Custom backtester — built from scratch rather than using off-the-shelf libraries, to ensure full understanding of bias sources and edge cases.
RAG over structured + unstructured data — the LangChain agent combines quantitative backtesting results with unstructured financial documents (SEC filings, research papers) for context-aware strategy explanations.
# Clone the repository
git clone https://github.com/yourusername/alphaengine.git
cd alphaengine
# Create and activate conda environment
conda create -n alphaengine python=3.11
conda activate alphaengine
# Install dependencies
pip install -r requirements.txt
# Configure environment variables
cp .env.example .env
# Add your Alpaca API keys and Azure credentials to .envThis project is actively under development.
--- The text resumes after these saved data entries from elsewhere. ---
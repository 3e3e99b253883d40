use serde::{Deserialize, Serialize};
use std::fmt;

/// Node identifier in `0..node_count`.
pub type NodeId = u32;

/// Edge weights used by the three-tier topology.
///
/// Only the ordering `primary > secondary > backup` matters for the walk; the
/// concrete values are tunable.
#[derive(Debug, Clone, Copy, PartialEq, Serialize, Deserialize)]
pub struct WeightTriple {
    pub primary: f64,
    pub secondary: f64,
    pub backup: f64,
}

impl WeightTriple {
    pub const fn new(primary: f64, secondary: f64, backup: f64) -> Self {
        Self {
            primary,
            secondary,
            backup,
        }
    }

    /// Positive weights with a strict `primary > secondary > backup` order.
    pub fn is_strictly_ordered(&self) -> bool {
        self.backup > 0.0
            && self.secondary > self.backup
            && self.primary > self.secondary
            && self.primary.is_finite()
    }

    pub fn max(&self) -> f64 {
        self.primary.max(self.secondary).max(self.backup)
    }
}

impl Default for WeightTriple {
    fn default() -> Self {
        Self::new(10.0, 8.0, 1.0)
    }
}

impl fmt::Display for WeightTriple {
    fn fmt(&self, f: &mut fmt::Formatter<'_>) -> fmt::Result {
        write!(f, "{}/{}/{}", self.primary, self.secondary, self.backup)
    }
}

/// Hard structural limits every graph must respect.
#[derive(Debug, Clone, Copy, PartialEq, Serialize, Deserialize)]
pub struct GraphLimits {
    /// Number of nodes; identifiers are `0..node_count`.
    #[serde(default = "GraphLimits::default_node_count")]
    pub node_count: usize,
    /// Edge budget across the whole graph.
    #[serde(default = "GraphLimits::default_max_total_edges")]
    pub max_total_edges: usize,
    /// Per-node out-degree limit.
    #[serde(default = "GraphLimits::default_max_out_degree")]
    pub max_out_degree: usize,
    /// Inclusive upper bound on edge weights.
    #[serde(default = "GraphLimits::default_max_weight")]
    pub max_weight: f64,
}

impl GraphLimits {
    fn default_node_count() -> usize {
        500
    }

    fn default_max_total_edges() -> usize {
        1000
    }

    fn default_max_out_degree() -> usize {
        3
    }

    fn default_max_weight() -> f64 {
        10.0
    }

    pub fn new(node_count: usize, max_total_edges: usize) -> Self {
        Self {
            node_count,
            max_total_edges,
            ..Self::default()
        }
    }

    pub fn with_max_out_degree(mut self, max_out_degree: usize) -> Self {
        self.max_out_degree = max_out_degree;
        self
    }

    pub fn with_max_weight(mut self, max_weight: f64) -> Self {
        self.max_weight = max_weight;
        self
    }

    pub fn accepts_weight(&self, weight: f64) -> bool {
        weight.is_finite() && weight > 0.0 && weight <= self.max_weight
    }
}

impl Default for GraphLimits {
    fn default() -> Self {
        Self {
            node_count: Self::default_node_count(),
            max_total_edges: Self::default_max_total_edges(),
            max_out_degree: Self::default_max_out_degree(),
            max_weight: Self::default_max_weight(),
        }
    }
}

/// Where simulated walks begin.
#[derive(Debug, Clone, Copy, PartialEq, Eq, Serialize, Deserialize, Default)]
#[serde(rename_all = "snake_case")]
pub enum StartDistribution {
    /// Uniform over every node, the target included.
    #[default]
    Uniform,
    /// Uniform over every node except the target.
    UniformExcludingTarget,
    /// Always the given node.
    Fixed(NodeId),
}

impl fmt::Display for StartDistribution {
    fn fmt(&self, f: &mut fmt::Formatter<'_>) -> fmt::Result {
        match self {
            Self::Uniform => write!(f, "uniform"),
            Self::UniformExcludingTarget => write!(f, "uniform_excluding_target"),
            Self::Fixed(node) => write!(f, "fixed({})", node),
        }
    }
}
It is being built step by step with a focus on actually understanding specific technical concepts and worflows over speed. Code is written from scratch where possible, and every architectural decision is made consciously.
Current phase: Phase 1 — Data Foundation
Built by a Bioinformatics MSc graduate transitioning into ML Engineering / Quant Research. The project deliberately combines domains like quantitative finance, deep learning, and cloud infrastructure in order to reflect the profile of modern data science and ml engineering roles.